Why Do We Need an AI Harness?

15 April 2026 · tech-ai

You paste a prompt into ChatGPT. It works. First try. You close the tab feeling smart.

You paste the same prompt tomorrow. Different answer. Completely different. Not slightly rephrased. Sometimes not even in the same direction. Same prompt. Same AI. Not the same result.

Nobody really warns you about this bit on the way in. But this is THE thing. Pretty much everything else flows from it.

The dice machine

Under the bonnet, an LLM is not a brain. It is a probability machine. For every word-piece it generates, it ranks candidates with a probability attached. “The cat sat on the ___” might give you mat at 62%, floor at 18%, sofa at 9%, and a long tail of stranger options. Then it rolls a weighted dice and picks one. Same dice. Different roll every time.

The three knobs that control the dice are called temperature (flattens or sharpens the odds), top-p (only consider candidates that cover P% of the probability), and top-k (only consider the best K). Narrow settings give you safer, more boring output. Wide settings give you creativity, and also hallucination.

Here is the kicker. Every single token is a fresh dice roll. A 1% chance of veering off per token, compounded across 200 tokens, is about an 87% chance of drift by the end. So the 800-word essay it writes for you today? Not the same essay tomorrow. Not even close.

Temperature zero is not the escape hatch

You will read somewhere that if you set temperature = 0, you get the same answer every time. You don’t.

GPT-4 at temperature zero was tested on 30 identical requests and returned 11 unique answers. At 256 tokens long, 30 out of 30 were unique. OpenAI’s own forum admits this. Mixture-of-Experts routing puts your tokens in a batch with strangers’ tokens, and whoever else is in your batch influences the output. Floating-point arithmetic on the GPU wobbles. The dice are not deterministic. Only the reading of them is.

Why this breaks production

Demo worked because they filmed take 17. Your live users run take 1 every time.

Most AI projects you see in “here is how I built X in one weekend” videos are demos that landed on camera after however many retries and a tidy edit. Real users paste once, get the weird answer, and go back to doing it the old way. This is why MIT found 95% of enterprise GenAI pilots return zero measurable value, and why roughly 88% of AI agent initiatives never reach production. Raw LLM is a coin toss wrapped in an API. Good enough for a LinkedIn video. Not good enough to ship.

The radar cone

Picture a radar. Without a harness, the LLM sprays its outputs in a wide cone. Your target is a tiny dot in the distance. A few outputs land near it. Most miss. Some miss wildly.

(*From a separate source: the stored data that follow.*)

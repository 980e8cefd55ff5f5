//! Payment lines and the append-only ledger that holds them.

#[allow(clippy::module_inception)]
pub mod ledger;
pub mod line;

pub use ledger::PaymentLedger;
pub use line::{ChangeKind, LineKind, PaymentLine};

A harness takes that wide cone and narrows it. Same AI. Same target. A lot fewer wild misses. You still need luck, just a lot less of it. As I put it in a previous post: AI is probabilistic. The harness shifts the odds. It does not erase them.

Not magic. Just better odds.

AI output variance: wide cone without a harness, narrow cone with one

What a harness actually does

The bits that make the cone narrow are not glamorous. JSON schemas that refuse malformed output. Validators that retry when the model lies about its arguments. Self-consistency loops that run the same prompt three times and take the majority answer. Retrieval (or RAG) that swaps “whatever the model remembers” for “whatever this document actually says”. Tool calls instead of free prose where a number has to be a real number.

This is what the industry has quietly converged on. Simon Willison calls the whole wrapper a harness. Berkeley’s research lab calls it a compound AI system. Anthropic draws a line between workflows and agents. Different names, same idea. The harness does not make the LLM deterministic. It makes your business outcome deterministic.

Put simply, a harness is a hybrid: deterministic scaffolding (the schemas, validators, and tool calls above, which run the same way every time) wrapped around the probabilistic LLM, and you drive the whole thing through the Claude Code CLI rather than a normal chat window.

We accidentally built one

I am an engineer. Just not an ML engineer. Twenty years in IT, data centres and infrastructure. Serial entrepreneur. Reseller. Swing trader. PMP project management certification, once upon a time. All of that taught me how to plan, design, build, and ship anything of high quality execution. Which is pretty much what you need to build a harness. Got burned enough times by the random-answer problem to build the guardrails I needed. Nine months of twelve-to-fifteen-hour days, one harness later. It is public, MIT licensed, and free to use: SST3-AI-Harness. You need Claude Code to run it end-to-end, and it is opinionated, but it is real, and it ships. I publish my work for the public so other small operators and domain experts can see what they might build for themselves.

More on the journey that got me here: Learning AI Is Hard. Really.

So

Go use it. Fork it. Build your own. Do any of it. Or keep being surprised that the same prompt gives you different answers twice.